# Work task:
All lines from the opening of the entries below through the line containing "(((hash as u32" must be output exactly as they appear, with no other lines.

# Data for processing:
◆ ◆ ◆ ◆ ◆ ◆ ◆
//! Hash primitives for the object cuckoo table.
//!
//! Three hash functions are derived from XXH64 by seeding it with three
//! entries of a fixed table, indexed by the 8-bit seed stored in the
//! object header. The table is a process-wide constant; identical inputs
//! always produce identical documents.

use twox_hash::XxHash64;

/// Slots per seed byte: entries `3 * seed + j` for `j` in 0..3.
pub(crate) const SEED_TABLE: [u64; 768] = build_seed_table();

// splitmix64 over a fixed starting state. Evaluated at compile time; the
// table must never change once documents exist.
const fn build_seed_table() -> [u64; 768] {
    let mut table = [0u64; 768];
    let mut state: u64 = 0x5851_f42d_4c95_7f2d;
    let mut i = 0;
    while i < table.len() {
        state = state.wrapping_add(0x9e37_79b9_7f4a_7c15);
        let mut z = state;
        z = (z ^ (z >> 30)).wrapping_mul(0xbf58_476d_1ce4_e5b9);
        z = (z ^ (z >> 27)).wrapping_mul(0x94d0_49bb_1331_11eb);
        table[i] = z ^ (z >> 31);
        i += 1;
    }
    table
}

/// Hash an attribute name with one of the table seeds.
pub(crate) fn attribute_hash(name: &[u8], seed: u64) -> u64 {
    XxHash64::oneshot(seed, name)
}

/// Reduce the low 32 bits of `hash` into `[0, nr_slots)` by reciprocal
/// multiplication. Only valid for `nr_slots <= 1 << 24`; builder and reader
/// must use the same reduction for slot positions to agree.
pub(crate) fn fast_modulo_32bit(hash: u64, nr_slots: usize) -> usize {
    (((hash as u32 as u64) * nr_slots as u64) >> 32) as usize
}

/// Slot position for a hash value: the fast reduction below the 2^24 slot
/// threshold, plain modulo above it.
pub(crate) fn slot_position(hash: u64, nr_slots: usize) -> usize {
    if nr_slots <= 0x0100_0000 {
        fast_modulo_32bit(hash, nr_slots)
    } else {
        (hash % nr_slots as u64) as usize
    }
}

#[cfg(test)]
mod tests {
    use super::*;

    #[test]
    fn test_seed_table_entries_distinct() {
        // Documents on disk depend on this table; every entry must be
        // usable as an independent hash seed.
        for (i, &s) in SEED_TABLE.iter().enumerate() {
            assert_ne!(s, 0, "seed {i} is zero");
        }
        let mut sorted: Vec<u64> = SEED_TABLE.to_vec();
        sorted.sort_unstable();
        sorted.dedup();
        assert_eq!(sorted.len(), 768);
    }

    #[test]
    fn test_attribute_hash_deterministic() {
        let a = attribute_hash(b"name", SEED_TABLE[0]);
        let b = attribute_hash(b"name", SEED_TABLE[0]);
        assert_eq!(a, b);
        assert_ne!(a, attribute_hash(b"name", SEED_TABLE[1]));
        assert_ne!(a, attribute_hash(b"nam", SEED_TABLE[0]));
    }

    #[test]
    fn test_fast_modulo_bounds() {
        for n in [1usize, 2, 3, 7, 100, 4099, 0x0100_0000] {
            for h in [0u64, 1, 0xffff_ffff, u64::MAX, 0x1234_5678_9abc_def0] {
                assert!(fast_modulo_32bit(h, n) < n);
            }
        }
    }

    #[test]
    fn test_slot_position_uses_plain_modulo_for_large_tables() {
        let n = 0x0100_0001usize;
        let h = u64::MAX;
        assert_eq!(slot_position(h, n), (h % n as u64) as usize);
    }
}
◆ ◆ ◆ ◆ ◆ ◆ ◆
# Answer for the task:
//! Hash primitives for the object cuckoo table.
//!
//! Three hash functions are derived from XXH64 by seeding it with three
//! entries of a fixed table, indexed by the 8-bit seed stored in the
//! object header. The table is a process-wide constant; identical inputs
//! always produce identical documents.

use twox_hash::XxHash64;

/// Slots per seed byte: entries `3 * seed + j` for `j` in 0..3.
pub(crate) const SEED_TABLE: [u64; 768] = build_seed_table();

// splitmix64 over a fixed starting state. Evaluated at compile time; the
// table must never change once documents exist.
const fn build_seed_table() -> [u64; 768] {
    let mut table = [0u64; 768];
    let mut state: u64 = 0x5851_f42d_4c95_7f2d;
    let mut i = 0;
    while i < table.len() {
        state = state.wrapping_add(0x9e37_79b9_7f4a_7c15);
        let mut z = state;
        z = (z ^ (z >> 30)).wrapping_mul(0xbf58_476d_1ce4_e5b9);
        z = (z ^ (z >> 27)).wrapping_mul(0x94d0_49bb_1331_11eb);
        table[i] = z ^ (z >> 31);
        i += 1;
    }
    table
}

/// Hash an attribute name with one of the table seeds.
pub(crate) fn attribute_hash(name: &[u8], seed: u64) -> u64 {
    XxHash64::oneshot(seed, name)
}

/// Reduce the low 32 bits of `hash` into `[0, nr_slots)` by reciprocal
/// multiplication. Only valid for `nr_slots <= 1 << 24`; builder and reader
/// must use the same reduction for slot positions to agree.
pub(crate) fn fast_modulo_32bit(hash: u64, nr_slots: usize) -> usize {
    (((hash as u32 as u64) * nr_slots as u64) >> 32) as usize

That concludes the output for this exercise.